Ask HN: What Pocket alternatives did you move to?

Major Alternatives People Chose

  • Wallabag is the most-cited replacement.

    • Reasons: no ads, Pocket import works well, self-hosting possible, good content extraction, ePub export (especially for Kobo), KOReader integration.
    • Criticisms: Android/iOS apps feel basic/outdated; Firefox-based server-side scraping sometimes fails; self-hosting can be heavy for weaker NAS boxes.
  • Instapaper frequently mentioned.

    • Pros: simple, stable, “doesn’t try to do too much,” direct Pocket import, Kindle digest, IFTTT support.
    • Several people say it’s far ahead of Pocket in handling paywalled content; others had previously left Instapaper for Pocket.
  • Raindrop.io also popular.

    • Pros: smooth Pocket import, good tagging, clean UI, open API; free tier sufficient for some.
    • Used both personally and for work, sometimes alongside other tools.
  • Readwise Reader / Readwise.io

    • Seen as “power user” oriented; strong highlighting and TTS, good on e‑ink, praised ongoing development.
    • One person left it due to ugly/unchanging UI.

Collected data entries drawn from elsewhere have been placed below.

//! # Gatehouse
//!
//! Rule-driven request evaluation: match an inbound HTTP request against a
//! declarative rule set, authenticate it through the rule's handler chain,
//! authorize the resulting subject, mutate the request for forwarding, and
//! emit a [`Decision`].
//!
//! ## Quick Start
//!
//! ```
//! use gatehouse::prelude::*;
//! use http::Method;
//!
//! # #[tokio::main(flavor = "current_thread")]
//! # async fn main() -> Result<(), GatehouseError> {
//! let rules: Vec<Rule> = serde_json::from_str(
//!     r#"[{
//!         "id": "api-public",
//!         "match": { "methods": ["GET"], "path": "/api/*" },
//!         "authenticators": [{ "handler": "anonymous" }],
//!         "authorizer": { "handler": "allow" },
//!         "mutator": { "handler": "noop" },
//!         "upstream": { "url": "http://backend.internal:4000" }
//!     }]"#,
//! )
//! .map_err(|err| GatehouseError::config(err.to_string()))?;
//!
//! let gatehouse = Gatehouse::builder().with_rules(rules).build()?;
//!
//! let request = AccessRequest::new(Method::GET, "/api/users".parse().unwrap());
//! let decision = gatehouse.evaluate(request).await;
//! assert!(decision.allowed());
//! # Ok(())
//! # }
//! ```
//!
//! ## Architecture
//!
//! Every request walks the same fixed pipeline; no stage can be skipped or
//! reordered:
//!
//! ```text
//! Request → Match → Authenticate → Authorize → Mutate → Decision
//!             |          |             |          |
//!            404        401           403        500   (fail closed)
//! ```
//!
//! The decision core never performs network I/O itself: [`Decision::Forward`]
//! carries the upstream and the mutated request for a transport layer to act
//! on, and [`Decision::to_envelope`] serializes the verdict for decision-API
//! deployments.

#![forbid(unsafe_code)]
#![warn(missing_docs)]

pub use gatehouse_core as core;
pub use gatehouse_pipeline as pipeline;
pub use gatehouse_rule as rule;

pub use gatehouse_core::{
    AccessRequest, Decision, GatehouseError, MutatedRequest, RejectionStatus, RequestContext,
    Subject, Upstream,
};
pub use gatehouse_pipeline::{HandlerRegistry, PipelineExecutor};
pub use gatehouse_rule::{Rule, RuleStore};

use std::sync::Arc;
use std::time::Duration;

/// Prelude module for convenient imports.
///
/// # Example
///
/// ```
/// use gatehouse::prelude::*;
/// ```
pub mod prelude {
    pub use gatehouse_core::{
        AccessRequest, Decision, GatehouseError, MutatedRequest, RejectionStatus, Subject,
        Upstream,
    };
    pub use gatehouse_pipeline::{
        AuthnOutcome, Authenticator, Authorizer, AuthzOutcome, HandlerRegistry, Mutator,
    };
    pub use gatehouse_rule::{HandlerRef, Rule, RuleMatch, RuleStore};

    pub use crate::{Gatehouse, GatehouseBuilder};
}

/// The assembled decision engine: a rule store, a handler registry, and the
/// pipeline executor wired over both.
///
/// Construct one with [`Gatehouse::builder`], then call
/// [`evaluate`](Gatehouse::evaluate) per request and
/// [`reload`](Gatehouse::reload) to swap the rule set at runtime. The value
/// is cheap to share behind an `Arc` across connection handlers.
#[derive(Debug)]
pub struct Gatehouse {
    store: Arc<RuleStore>,
    registry: Arc<HandlerRegistry>,
    executor: PipelineExecutor,
}

impl Gatehouse {
    /// Returns a builder with the built-in handler roster and no rules.
    #[must_use]
    pub fn builder() -> GatehouseBuilder {
        GatehouseBuilder::default()
    }

    /// Evaluates one request to a decision.
    ///
    /// Infallible by design: every failure mode is a rejecting
    /// [`Decision`], never an `Err`.
    pub async fn evaluate(&self, request: AccessRequest) -> Decision {
        self.executor.evaluate(request).await
    }

    /// Atomically replaces the active rule set.
    ///
    /// The new rules are validated (schema, patterns, handler references and
    /// configs) before the swap; on error the active set is untouched and
    /// in-flight evaluations keep their snapshot either way.
    pub fn reload(&self, rules: Vec<Rule>) -> Result<(), GatehouseError> {
        for rule in &rules {
            self.registry.validate_rule(rule)?;
        }
        self.store.replace(rules)
    }

    /// Returns the shared rule store.
    #[must_use]
    pub fn store(&self) -> &Arc<RuleStore> {
        &self.store
    }

    /// Returns the handler registry rules are validated against.
    #[must_use]
    pub fn registry(&self) -> &Arc<HandlerRegistry> {
        &self.registry
    }
}

/// Builder for [`Gatehouse`].
///
/// # Example
///
/// ```
/// use gatehouse::{Gatehouse, HandlerRegistry};
/// use std::time::Duration;
///
/// let gatehouse = Gatehouse::builder()
///     .with_registry(HandlerRegistry::builtin())
///     .with_timeout(Duration::from_secs(5))
///     .build()
///     .unwrap();
/// assert!(gatehouse.store().is_empty());
/// ```
#[derive(Debug, Default)]
pub struct GatehouseBuilder {
    rules: Vec<Rule>,
    registry: Option<HandlerRegistry>,
    timeout: Option<Duration>,
}

impl GatehouseBuilder {
    /// Adds one rule to the initial set.
    #[must_use]
    pub fn with_rule(mut self, rule: Rule) -> Self {
        self.rules.push(rule);
        self
    }

    /// Adds rules to the initial set.
    #[must_use]
    pub fn with_rules(mut self, rules: impl IntoIterator<Item = Rule>) -> Self {
        self.rules.extend(rules);
        self
    }

    /// Uses the given registry instead of [`HandlerRegistry::builtin`].
    ///
    /// Start from `HandlerRegistry::builtin()` and register custom handlers
    /// on top to extend the roster rather than replace it.
    #[must_use]
    pub fn with_registry(mut self, registry: HandlerRegistry) -> Self {
        self.registry = Some(registry);
        self
    }

    /// Sets a per-request deadline for the whole pipeline.
    #[must_use]
    pub fn with_timeout(mut self, timeout: Duration) -> Self {
        self.timeout = Some(timeout);
        self
    }

    /// Validates the initial rules and assembles the engine.
    ///
    /// Fails if any rule is structurally invalid, references an unknown
    /// handler kind, or carries a config its handler rejects.
    pub fn build(self) -> Result<Gatehouse, GatehouseError> {
        let registry = Arc::new(self.registry.unwrap_or_else(HandlerRegistry::builtin));

        for rule in &self.rules {
            registry.validate_rule(rule)?;
        }

        let store = Arc::new(RuleStore::new());
        store.replace(self.rules)?;

        let mut executor = PipelineExecutor::new(store.clone(), registry.clone());
        if let Some(timeout) = self.timeout {
            executor = executor.with_timeout(timeout);
        }

        tracing::debug!(rules = store.len(), "decision engine assembled");
        Ok(Gatehouse {
            store,
            registry,
            executor,
        })
    }
}

#[cfg(test)]
mod tests {
    use super::*;
    use gatehouse_rule::{HandlerRef, RuleMatch};

    fn rule(id: &str, path: &str) -> Rule {
        Rule {
            id: id.to_string(),
            description: None,
            match_: RuleMatch {
                methods: vec!["GET".to_string()],
                path: path.to_string(),
            },
            authenticators: vec![HandlerRef::new("anonymous")],
            authorizer: HandlerRef::new("allow"),
            mutator: HandlerRef::new("noop"),
            upstream: Upstream::new("http://upstream.internal"),
        }
    }

    #[test]
    fn test_build_validates_handler_references() {
        let mut bad = rule("r1", "/api/*");
        bad.authenticators = vec![HandlerRef::new("saml")];
        let err = Gatehouse::builder().with_rule(bad).build().unwrap_err();
        assert!(err.to_string().contains("unknown authenticator"));
    }

    #[test]
    fn test_reload_rejects_invalid_set_and_keeps_active() {
        let gatehouse = Gatehouse::builder()
            .with_rule(rule("r1", "/api/*"))
            .build()
            .unwrap();

        let mut bad = rule("r2", "/users/*");
        bad.mutator = HandlerRef::new("id_token");
        assert!(gatehouse.reload(vec![bad]).is_err());

        assert_eq!(gatehouse.store().len(), 1);
        assert!(gatehouse.store().get("r1").is_some());
    }

    #[test]
    fn test_reload_swaps_rule_set() {
        let gatehouse = Gatehouse::builder()
            .with_rule(rule("r1", "/api/*"))
            .build()
            .unwrap();
        gatehouse
            .reload(vec![rule("r2", "/users/*"), rule("r3", "/admin/*")])
            .unwrap();
        assert_eq!(gatehouse.store().len(), 2);
        assert!(gatehouse.store().get("r1").is_none());
    }
}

Self-Hosted & Open-Source Options

  • Wallabag, Readeck, Karakeep, Shiori, Linkding, Linkwarden, Readeck+Kobo mod, and others are used by people who don’t trust hosted services to persist.
  • Karakeep praised for AI tagging + Meilisearch, but criticized as immature: SQLite-only, limited export options, tag overload.
  • Shiori liked for simplicity, multi-DB support, and local copies.

Native / Minimalist Approaches

  • Some abandon third‑party services entirely:
    • Browser bookmarks + Reading List, or RSS readers’ built‑in “read later.”
    • iOS tricks: Safari Reader + print-to-PDF, or just Safari Reading List (with debate over offline reliability and PDF usability).
    • Plain-text lists, email-to-self workflows.

Knowledge-Management & Obsidian-Based Setups

  • Several use Obsidian (web clipper, ReadItLater, Slurp, Relay) to store cleaned markdown locally, often synced across devices and used collaboratively.
  • Others fold articles into broader tools like Notion, DEVONthink, Zotero, or Eagle.

New / Niche Services & Personal Projects

  • Mentioned: Fika, Folio, Cubox, Curio, Fabric, CouchReader, Histre, Mozaic, Veo3, link.horse, linksort, bukmark, simple PWAs and Python/Docker apps, ArchiveBox lists.
  • Some actively building Pocket replacements; questions arise about offline storage, export, APIs, and e‑reader/Firefox support.

Meta Reflections

  • Debate over “just Google pocket alternatives” vs real-world feature gaps.
  • Many admit they rarely read what they save; others argue long-term bookmarking is still highly valuable.